EXERCISE AIM:
What number of lines in the listing contain "pairs"? Answer with that number only.

SUPPLIED MATERIAL:
= = = =

// src/loggers/mod.rs

pub mod builder;
pub mod caller;
pub mod core;
pub mod fields;
pub mod formatter;
pub mod hook;
pub mod json;
pub mod level;
pub mod log;
pub mod pool;
pub mod record;
pub mod text;

pub use builder::{Logger, LoggerBuilder};
pub use caller::CallerReporter;
pub use fields::{FieldValue, Fields};
pub use formatter::{FormatOutput, FormatOutputFn, Formatter, FormatterFn, LevelRouter};
pub use hook::{Hook, HookBag, HookError, HookFn};
pub use json::{JsonFormatter, default_json_formatter};
pub use level::{Level, all_levels, must_parse_level, parse_level};
pub use log::Log;
pub use pool::PoolStats;
pub use record::{Context, Record, RecordSnapshot};
pub use text::{ConsoleFormatter, TextFormatter};

#[macro_export]
macro_rules! log_base {
    // No kv pairs
    ($logger:expr, $level:expr, $msg:expr) => {
        $crate::log_base!($logger, $level, $msg, );
    };
    // With kv pairs (zero or more)
    ($logger:expr, $level:expr, $msg:expr, $( $k:expr => $v:expr ),* $(,)? ) => {
        {
            let log: &$crate::loggers::log::Log = &$logger;
            let level: $crate::loggers::level::Level = $level;
            // Skip building fields for disabled levels
            if log.is_enabled(level) {
                let pairs: ::std::vec::Vec<(::std::string::String, $crate::loggers::fields::FieldValue)> =
                    ::std::vec![$( ($k.to_string(), $crate::loggers::fields::FieldValue::from($v)) ),*];
                if pairs.is_empty() {
                    log.log(level, $msg);
                } else {
                    log.with_fields(pairs).log(level, $msg);
                }
            }
        }
    };
}

#[macro_export]
macro_rules! trace {
    ($logger:expr, $msg:expr $(, $k:expr => $v:expr )* $(,)? ) => {
        $crate::log_base!($logger, $crate::loggers::level::Level::TRACE, $msg $(, $k => $v )* )
    };
}

#[macro_export]
macro_rules! debug {
    ($logger:expr, $msg:expr $(, $k:expr => $v:expr )* $(,)? ) => {
        $crate::log_base!($logger, $crate::loggers::level::Level::DEBUG, $msg $(, $k => $v )* )
    };
}

#[macro_export]
macro_rules! info {
    ($logger:expr, $msg:expr $(, $k:expr => $v:expr )* $(,)? ) => {
        $crate::log_base!($logger, $crate::loggers::level::Level::INFO, $msg $(, $k => $v )* )
    };
}

#[macro_export]
macro_rules! warn {
    ($logger:expr, $msg:expr $(, $k:expr => $v:expr )* $(,)? ) => {
        $crate::log_base!($logger, $crate::loggers::level::Level::WARN, $msg $(, $k => $v )* )
    };
}

#[macro_export]
macro_rules! error {
    ($logger:expr, $msg:expr $(, $k:expr => $v:expr )* $(,)? ) => {
        $crate::log_base!($logger, $crate::loggers::level::Level::ERROR, $msg $(, $k => $v )* )
    };
}

#[macro_export]
macro_rules! fatal {
    ($logger:expr, $msg:expr $(, $k:expr => $v:expr )* $(,)? ) => {
        $crate::log_base!($logger, $crate::loggers::level::Level::FATAL, $msg $(, $k => $v )* )
    };
}

#[macro_export]
macro_rules! panic_log {
    ($logger:expr, $msg:expr $(, $k:expr => $v:expr )* $(,)? ) => {
        $crate::log_base!($logger, $crate::loggers::level::Level::PANIC, $msg $(, $k => $v )* )
    };
}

= = = =

ANSWER FOR THE TASK:
5